Entscheidungsstichwort (Thema)

Grundsicherung für Arbeitsuchende. Leistungsausschluss bei längerer stationärer Unterbringung. Begriff der stationären Einrichtung. Justizvollzugsanstalt. Addition von Unterbringungszeiten in unterschiedlichen Einrichtungen

 

Leitsatz (amtlich)

1. Bei einer Justizvollzugsanstalt handelt es sich um eine stationäre Einrichtung iS des § 7 Abs 4 SGB 2 in der bis zum 31.7.2006 geltenden Fassung.

2. Eine versicherungspflichtige Tätigkeit während der Haftzeit innerhalb der Justizvollzugsanstalt berührt den Anspruchsausschluss aufgrund von § 7 Abs 4 SGB 2 aF nicht.

3. Unterbringungszeiten in unterschiedlichen stationären Einrichtungen sind jedenfalls dann zu addieren, wenn sie sich im Wesentlichen nahtlos aneinander anschließen, ohne dass es auf die verschiedenen Zwecke der jeweiligen Unterbringung ankommt.

 

Tenor

1. Die Klage wird abgewiesen.

2. Außergerichtliche Kosten sind nicht zu erstatten.

 

Tatbestand

Der Rechtsstreit betrifft die Gewährung von Leistungen nach dem Sozialgesetzbuch (SGB) II.

Der Kläger befand sich vom .... bis zum ... zum Vollzug einer zeitigen Freiheitsstrafe in der Justizvollzugsanstalt ... Vom 21. Februar 2006 bis zum 8. August 2006 befand sich der Kläger in stationärer Therapie beim ... ... in ... Während seines Aufenthaltes in der Justizvollzugsanstalt war der Kläger immer wieder erwerbstätig.

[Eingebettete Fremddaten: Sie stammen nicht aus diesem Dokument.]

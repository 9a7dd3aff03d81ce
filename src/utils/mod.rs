pub mod diagnostic_log;
pub mod path_utils;
pub mod args;
pub mod invoker;
pub mod template;

pub use args::{RunOptions, RunOptionsBuilder};
pub use invoker::{CommandInvoker, COMMAND_RUN};
pub use template::{resolve_template, ResolutionContext};
use crate::error::AppError;
use crate::host::{TerminalClosed, TerminalHost, TerminalId};
use crate::terminal::session::SessionHandle;
use std::collections::HashMap;
use std::sync::{Arc, Mutex, MutexGuard};
use tracing::{debug, info, instrument};

/// How a close notification was interpreted.
#[derive(Debug, Clone, Copy, PartialEq, Eq)]
pub enum CloseOutcome {
    /// The user closed a tracked terminal; its entry was removed.
    UserClosed,
    /// Close of a terminal the registry is disposing itself; nothing to do.
    OwnerDisposed,
    /// Not a terminal this registry currently tracks.
    Untracked,
}

#[derive(Debug, Default)]
struct RegistryState {
    sessions: HashMap<String, SessionHandle>,
}

/// Tracks at most one live terminal per logical name.
///
/// A terminal can go away two ways: the registry disposes it, or the user
/// closes it in the host. The host reports both through the same close
/// notification, possibly after the registry has already registered a
/// replacement under the same name. Notifications are therefore matched by
/// identity, and the owner flag is set before the host is asked to dispose.
/// The lock is released while the host disposes, so a close notification
/// handled in that window sees the flag and leaves the entry alone.
pub struct TerminalRegistry {
    host: Arc<dyn TerminalHost>,
    state: Mutex<RegistryState>,
}

impl std::fmt::Debug for TerminalRegistry {
    fn fmt(&self, f: &mut std::fmt::Formatter<'_>) -> std::fmt::Result {
        f.debug_struct("TerminalRegistry")
            .field("names", &self.names())
            .finish()
    }
}

impl TerminalRegistry {
    pub fn new(host: Arc<dyn TerminalHost>) -> Self {
        Self {
            host,
            state: Mutex::new(RegistryState::default()),
        }
    }

    fn lock(&self) -> MutexGuard<'_, RegistryState> {
        self.state.lock().unwrap_or_else(|poisoned| poisoned.into_inner())
    }

    /// Returns the live terminal for `name`, creating it if needed.
    /// With `force_new`, an existing terminal is disposed and replaced.
    #[instrument(skip(self))]
    pub fn get_or_create(&self, name: &str, force_new: bool) -> Result<SessionHandle, AppError> {
        if force_new {
            self.dispose(name);
        }

        let mut state = self.lock();
        // A flagged entry is mid-disposal and gets replaced.
        if let Some(existing) = state
            .sessions
            .get(name)
            .filter(|handle| !handle.is_disposed_by_owner())
        {
            debug!(terminal = %name, id = %existing.id(), "Reusing terminal");
            return Ok(existing.clone());
        }

        let id = self.host.create_terminal(name)?;
        let handle = SessionHandle::new(id, name);
        state.sessions.insert(name.to_string(), handle.clone());
        info!(terminal = %name, id = %id, "Created terminal");
        Ok(handle)
    }

    /// Disposes the terminal registered under `name`. Returns false if there was none.
    #[instrument(skip(self))]
    pub fn dispose(&self, name: &str) -> bool {
        let handle = {
            let state = self.lock();
            match state.sessions.get(name) {
                // The flag must be visible before the host starts tearing the terminal down.
                Some(handle) if handle.mark_disposed_by_owner() => handle.clone(),
                _ => return false,
            }
        };

        self.host.dispose(handle.id());
        self.remove_if_current(name, handle.id());

        info!(terminal = %name, id = %handle.id(), "Disposed terminal");
        true
    }

    /// Disposes every tracked terminal. Returns how many were disposed.
    #[instrument(skip(self))]
    pub fn dispose_all(&self) -> usize {
        let names = self.names();
        let disposed = names.iter().filter(|name| self.dispose(name)).count();
        info!(count = disposed, "Disposed all terminals");
        disposed
    }

    /// Applies a close notification from the host.
    #[instrument(skip(self), fields(terminal = %closed.name, id = %closed.id))]
    pub fn handle_close(&self, closed: &TerminalClosed) -> CloseOutcome {
        let mut state = self.lock();
        match state.sessions.get(&closed.name) {
            Some(handle) if handle.id() == closed.id => {
                if handle.is_disposed_by_owner() {
                    debug!("Ignoring close of terminal being disposed by the registry");
                    return CloseOutcome::OwnerDisposed;
                }
                state.sessions.remove(&closed.name);
                info!("Terminal closed by user");
                CloseOutcome::UserClosed
            }
            _ => {
                debug!("Close notification for untracked terminal");
                CloseOutcome::Untracked
            }
        }
    }

    fn remove_if_current(&self, name: &str, id: TerminalId) {
        let mut state = self.lock();
        if state.sessions.get(name).map(|h| h.id()) == Some(id) {
            state.sessions.remove(name);
        }
    }

    pub fn get(&self, name: &str) -> Option<SessionHandle> {
        self.lock().sessions.get(name).cloned()
    }

    pub fn names(&self) -> Vec<String> {
        let mut names: Vec<String> = self.lock().sessions.keys().cloned().collect();
        names.sort();
        names
    }

    pub fn sessions(&self) -> Vec<SessionHandle> {
        let mut sessions: Vec<SessionHandle> = self.lock().sessions.values().cloned().collect();
        sessions.sort_by(|a, b| a.name().cmp(b.name()));
        sessions
    }

    pub fn len(&self) -> usize {
        self.lock().sessions.len()
    }

    pub fn is_empty(&self) -> bool {
        self.lock().sessions.is_empty()
    }
}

In diesen Zeiten wurden auch Beiträge zur Arbeitslosenversicherung entrichtet.

Am 4. Januar 2006 reichte der Kläger zunächst einen Antrag auf Leistungen zur Sicherung des Lebensunterhaltes nach dem SGB II bei der Agentur für Arbeit .... ein; sodann stellte er einen neuerlichen Antrag am 23. Februar 2006 bei der Beklagten, die für seinen gewöhnlichen Aufenthaltsort ... örtlich zuständig ist.

Unter dem 9. März 2006 teilte die Beklagte dem Kläger formlos mit, dass sein Antrag derzeit nicht bearbeitet werden könne, da derjenige keine Leistungen nach dem SGB II erhalte, der für länger als sechs Monate in einer stationären Einrichtung untergebracht sei. Dabei würden die Haftzeit und die voraussichtliche Dauer der stationären Einweisung zusammengerechnet, weil der Betroffene während der gesamten Dauer der Unterbringung nicht erwerbstätig sein oder in den Arbeitsmarkt eingegliedert werden könne. Mit Bescheid vom 17. März 2006 lehnte die Beklagte den Antrag ab. Die gesetzlichen Voraussetzungen für den Anspruch auf Leistungen lägen nicht vor, weil der Kläger nicht erwerbsfähig sei.

Gegen das Schreiben vom 9. März 2006 legte der Kläger unter dem 24. März 2006 Widerspruch ein mit der Begründung, dass die Haftzeit nicht der Therapiezeit hinzuzurechnen sei.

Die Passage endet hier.